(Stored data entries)
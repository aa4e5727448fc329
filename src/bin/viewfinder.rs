use std::{
    fs::File,
    io::{BufReader, Write as _},
    path::{Path, PathBuf},
};

use anyhow::Context as _;
use clap::{Parser, Subcommand};
use viewfinder::{Millis, PageSpec, Showcase};

#[derive(Parser, Debug)]
#[command(name = "viewfinder", version)]
struct Cli {
    /// Log reveal and layout activity at DEBUG level.
    #[arg(long, global = true)]
    verbose: bool,

    #[command(subcommand)]
    cmd: Command,
}

#[derive(Subcommand, Debug)]
enum Command {
    /// Write the built-in AR suite page as JSON.
    Preset(PresetArgs),
    /// Print resolved hotspot placements for every viewfinder.
    Layout(LayoutArgs),
    /// Replay a scroll trace and print reveal events as JSON lines.
    Simulate(SimulateArgs),
}

#[derive(Parser, Debug)]
struct PresetArgs {
    /// Output path. Prints to stdout when omitted.
    #[arg(long)]
    out: Option<PathBuf>,
}

#[derive(Parser, Debug)]
struct LayoutArgs {
    /// Input page JSON.
    #[arg(long = "in")]
    in_path: PathBuf,

    /// Resize every viewfinder to this width (height follows its aspect ratio).
    #[arg(long)]
    width: Option<f64>,
}

#[derive(Parser, Debug)]
struct SimulateArgs {
    /// Input page JSON.
    #[arg(long = "in")]
    in_path: PathBuf,

    /// Scroll offsets to visit, one per step.
    #[arg(long, value_delimiter = ',', required = true)]
    scroll: Vec<f64>,

    /// Time between steps.
    #[arg(long, default_value_t = 16)]
    step_ms: u64,

    /// Extra time after the last step so running transitions complete.
    #[arg(long, default_value_t = 1000)]
    settle_ms: u64,
}

fn main() -> anyhow::Result<()> {
    let cli = Cli::parse();
    init_tracing(cli.verbose);
    match cli.cmd {
        Command::Preset(args) => cmd_preset(args),
        Command::Layout(args) => cmd_layout(args),
        Command::Simulate(args) => cmd_simulate(args),
    }
}

fn init_tracing(verbose: bool) {
    let level = if verbose {
        tracing::Level::DEBUG
    } else {
        tracing::Level::WARN
    };
    tracing_subscriber::fmt()
        .with_max_level(level)
        .with_writer(std::io::stderr)
        .with_target(false)
        .init();
}

fn read_page_json(path: &Path) -> anyhow::Result<PageSpec> {
    let f = File::open(path).with_context(|| format!("open page '{}'", path.display()))?;
    let page = PageSpec::from_reader(BufReader::new(f)).with_context(|| "parse page JSON")?;
    Ok(page)
}

fn cmd_preset(args: PresetArgs) -> anyhow::Result<()> {
    let json = viewfinder::ar_suite().to_json_pretty()?;
    match args.out {
        Some(out) => {
            if let Some(parent) = out.parent()
                && !parent.as_os_str().is_empty()
            {
                std::fs::create_dir_all(parent)
                    .with_context(|| format!("create output dir '{}'", parent.display()))?;
            }
            std::fs::write(&out, json)
                .with_context(|| format!("write page '{}'", out.display()))?;
            eprintln!("wrote {}", out.display());
        }
        None => println!("{json}"),
    }
    Ok(())
}

fn cmd_layout(args: LayoutArgs) -> anyhow::Result<()> {
    let mut page = read_page_json(&args.in_path)?;
    page.normalize();
    page.validate()?;

    let mut out = std::io::stdout().lock();
    for spec in &page.viewfinders {
        let mut vf = spec.build()?;
        if let Some(width) = args.width {
            anyhow::ensure!(
                width.is_finite() && width >= 0.0,
                "width must be finite and >= 0, got {width}"
            );
            vf.resize_width(width);
        }
        let line = serde_json::json!({
            "viewfinder": vf.label(),
            "bounds": vf.bounds(),
            "corners": vf.corners(),
            "launch": vf.launch_rect(),
            "hotspots": vf
                .hotspots()
                .iter()
                .zip(vf.resolve_in_document())
                .map(|(h, placed)| serde_json::json!({
                    "label": h.label,
                    "marker": placed.marker,
                    "tooltip": placed.tooltip,
                }))
                .collect::<Vec<_>>(),
        });
        writeln!(out, "{line}")?;
    }
    Ok(())
}

fn cmd_simulate(args: SimulateArgs) -> anyhow::Result<()> {
    let page = read_page_json(&args.in_path)?;
    let mut now = Millis::ZERO;
    let mut show = Showcase::mount(&page, now).with_context(|| "mount page")?;

    let mut out = std::io::stdout().lock();
    for event in show.advance(now) {
        writeln!(out, "{}", serde_json::to_string(&event)?)?;
    }
    for y in args.scroll {
        now = now + Millis(args.step_ms);
        for event in show.scroll_to(y, now) {
            writeln!(out, "{}", serde_json::to_string(&event)?)?;
        }
    }
    now = now + Millis(args.settle_ms);
    for event in show.advance(now) {
        writeln!(out, "{}", serde_json::to_string(&event)?)?;
    }

    let frame = show.snapshot(now);
    writeln!(out, "{}", serde_json::to_string(&frame)?)?;
    tracing::debug!(
        at = now.0,
        scroll = show.scheduler().source().scroll().y,
        "simulation finished"
    );
    show.unmount();
    Ok(())
}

> **TASK OBJECTIVE**: Where does the string "placed" appear in the records above? Show every line that holds it.

> **WORKED SOLUTION**:
                .map(|(h, placed)| serde_json::json!({
                    "marker": placed.marker,
                    "tooltip": placed.tooltip,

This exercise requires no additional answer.